November 19, 2014 — 11:41 pm
No, really. This guy makes these awful little clay-and-acrylic sculptures that look like unholy mashups of skin, teeth, toenails and secondary sexual characteristics. And hair. And at least one eyeball. And there’s a tongue covered in teeth. Oh, just go look.
They’re like poorly thought out souvenirs from the Mütter Museum.
They don’t fit my idea of fine art, exactly, but I must admit…they have a certain appeal. Okay, appeal is probably the wrong word. They’re very well done and. You know. Interesting.
Though I have to confess, it is my highest ambition to be a brain in a jar some day. Animate or not, I’m not fussy.
November 18, 2014 — 4:55 pm
So, somebody is leaving £5, £10 and reportedly even £20 notes under rubber ducks on Tonbridge High Street, with notes that say things like
“I am a duck and I have a present for you. Why not buy a coffee or treat yourself. You can do whatever you want. Keep me in your pocket and when you can, put something else under me and hide me in town for someone else to find and benefit from your kindness. Let’s be nice. Go be nice.”
I find I don’t have anything to add to this story.
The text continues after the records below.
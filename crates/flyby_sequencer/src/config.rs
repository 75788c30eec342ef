// SPDX-License-Identifier: MIT OR Apache-2.0
//! Camera path files.
//!
//! A path file lists the clips of one fly-through loop plus the playback
//! speed and an optional look-at target. Files are RON by default; a `.json`
//! extension selects JSON.

use crate::clip::{Clip, PositionPair};
use crate::error::{Result, SequencerError};
use crate::sequencer::ClipSequencer;
use crate::tracker::LookAtTracker;
use glam::Vec3;
use serde::{Deserialize, Serialize};
use std::path::Path;

/// Current path file format version
pub const PATH_FORMAT_VERSION: u32 = 1;

/// Serialization format of a path file
#[derive(Debug, Clone, Copy, PartialEq, Eq)]
pub enum PathFormat {
    /// Rusty Object Notation
    Ron,
    /// JSON
    Json,
}

impl PathFormat {
    /// Pick the format from a file extension, defaulting to RON
    pub fn from_path(path: &Path) -> Self {
        match path.extension().and_then(|e| e.to_str()) {
            Some(ext) if ext.eq_ignore_ascii_case("json") => Self::Json,
            _ => Self::Ron,
        }
    }
}

/// One clip as written in a path file
#[derive(Debug, Clone, PartialEq, Serialize, Deserialize)]
pub struct ClipConfig {
    /// Optional label
    #[serde(default)]
    pub name: Option<String>,
    /// Duration in speed-scaled seconds
    pub duration: f32,
    /// Start position
    pub start: [f32; 3],
    /// End position
    pub end: [f32; 3],
}

impl ClipConfig {
    /// Create a clip entry
    pub fn new(duration: f32, start: [f32; 3], end: [f32; 3]) -> Self {
        Self {
            name: None,
            duration,
            start,
            end,
        }
    }

    /// Validate and build the clip
    pub fn to_clip(&self) -> Result<Clip> {
        let path = PositionPair::new(Vec3::from_array(self.start), Vec3::from_array(self.end));
        let clip = Clip::new(self.duration, path)?;
        Ok(match &self.name {
            Some(name) => clip.with_name(name.clone()),
            None => clip,
        })
    }
}

/// Look-at settings stored with a path
#[derive(Debug, Clone, Copy, PartialEq, Serialize, Deserialize)]
pub struct LookAtConfig {
    /// World-space point the camera tracks
    pub target: [f32; 3],
    /// Euler offset in degrees
    #[serde(default)]
    pub offset_degrees: [f32; 3],
}

impl LookAtConfig {
    /// Tracker for these settings
    pub fn tracker(&self) -> LookAtTracker {
        LookAtTracker::new(Vec3::from_array(self.offset_degrees))
    }

    /// Tracked point
    pub fn target(&self) -> Vec3 {
        Vec3::from_array(self.target)
    }
}

fn default_version() -> u32 {
    PATH_FORMAT_VERSION
}

fn default_playback_speed() -> f32 {
    1.0
}

/// A complete camera path file
#[derive(Debug, Clone, PartialEq, Serialize, Deserialize)]
pub struct CameraPathConfig {
    /// File format version
    #[serde(default = "default_version")]
    pub version: u32,
    /// Playback speed multiplier
    #[serde(default = "default_playback_speed")]
    pub playback_speed: f32,
    /// Clips in playback order
    pub clips: Vec<ClipConfig>,
    /// Optional look-at target
    #[serde(default)]
    pub look_at: Option<LookAtConfig>,
}

impl Default for CameraPathConfig {
    /// The two-clip demo loop
    fn default() -> Self {
        Self {
            version: PATH_FORMAT_VERSION,
            playback_speed: 1.0,
            clips: vec![
                ClipConfig::new(10.0, [-6.719, -0.93, 5.01], [3.059, 0.689, 8.26]),
                ClipConfig::new(10.0, [12.63, -4.9, 1.679], [5.44, 1.34, 4.48]),
            ],
            look_at: None,
        }
    }
}

impl CameraPathConfig {
    /// Load a path file
    pub fn load(path: &Path) -> Result<Self> {
        let content = std::fs::read_to_string(path).map_err(|source| SequencerError::Io {
            path: path.to_path_buf(),
            source,
        })?;
        let config = Self::parse(&content, PathFormat::from_path(path)).map_err(|e| match e {
            SequencerError::Parse { message, .. } => SequencerError::Parse {
                path: Some(path.to_path_buf()),
                message,
            },
            other => other,
        })?;
        tracing::debug!("Loaded camera path {:?}: {} clips", path, config.clips.len());
        Ok(config)
    }

    /// Parse path file contents
    pub fn parse(content: &str, format: PathFormat) -> Result<Self> {
        let config: CameraPathConfig = match format {
            PathFormat::Ron => ron::from_str::<CameraPathConfig>(content).map_err(|e| e.to_string()),
            PathFormat::Json => serde_json::from_str::<CameraPathConfig>(content).map_err(|e| e.to_string()),
        }
        .map_err(|message| SequencerError::Parse {
            path: None,
            message,
        })?;

        if config.version > PATH_FORMAT_VERSION {
            return Err(SequencerError::configuration(format!(
                "Path version {} is newer than supported version {}",
                config.version, PATH_FORMAT_VERSION
            )));
        }

        Ok(config)
    }

    /// Serialize to a string
    pub fn to_text(&self, format: PathFormat) -> Result<String> {
        match format {
            PathFormat::Ron => {
                let pretty = ron::ser::PrettyConfig::default()
                    .struct_names(true)
                    .enumerate_arrays(false);
                ron::ser::to_string_pretty(self, pretty)
                    .map_err(|e| SequencerError::Serialize(e.to_string()))
            }
            PathFormat::Json => serde_json::to_string_pretty(self)
                .map_err(|e| SequencerError::Serialize(e.to_string())),
        }
    }

    /// Save to a path file
    pub fn save(&self, path: &Path) -> Result<()> {
        let content = self.to_text(PathFormat::from_path(path))?;
        std::fs::write(path, content).map_err(|source| SequencerError::Io {
            path: path.to_path_buf(),
            source,
        })
    }

    /// Validate every clip, naming the first bad one
    pub fn to_clips(&self) -> Result<Vec<Clip>> {
        self.clips
            .iter()
            .enumerate()
            .map(|(index, clip)| {
                clip.to_clip().map_err(|e| match e {
                    SequencerError::Configuration(message) => {
                        SequencerError::configuration(format!("clip {index}: {message}"))
                    }
                    other => other,
                })
            })
            .collect()
    }

    /// Build a sequencer ready to play this path
    pub fn build_sequencer(&self) -> Result<ClipSequencer> {
        ClipSequencer::with_clips(self.to_clips()?).with_playback_speed(self.playback_speed)
    }
}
Changing the subject, I dropped by the fruiterer for some physalis today. You have no idea how much it pleases me to say that.
They do actually call them fruiterers here; fancy old-fashioned little fruit and veg stores. There’s a nice one near work where signs tell you where it all comes from, including sometimes the actual farm.
They sell local stuff, but also wild mushrooms and fresh herbs and heavy cream and exotic things. I love that shop. But mostly I love saying “fruiterer.”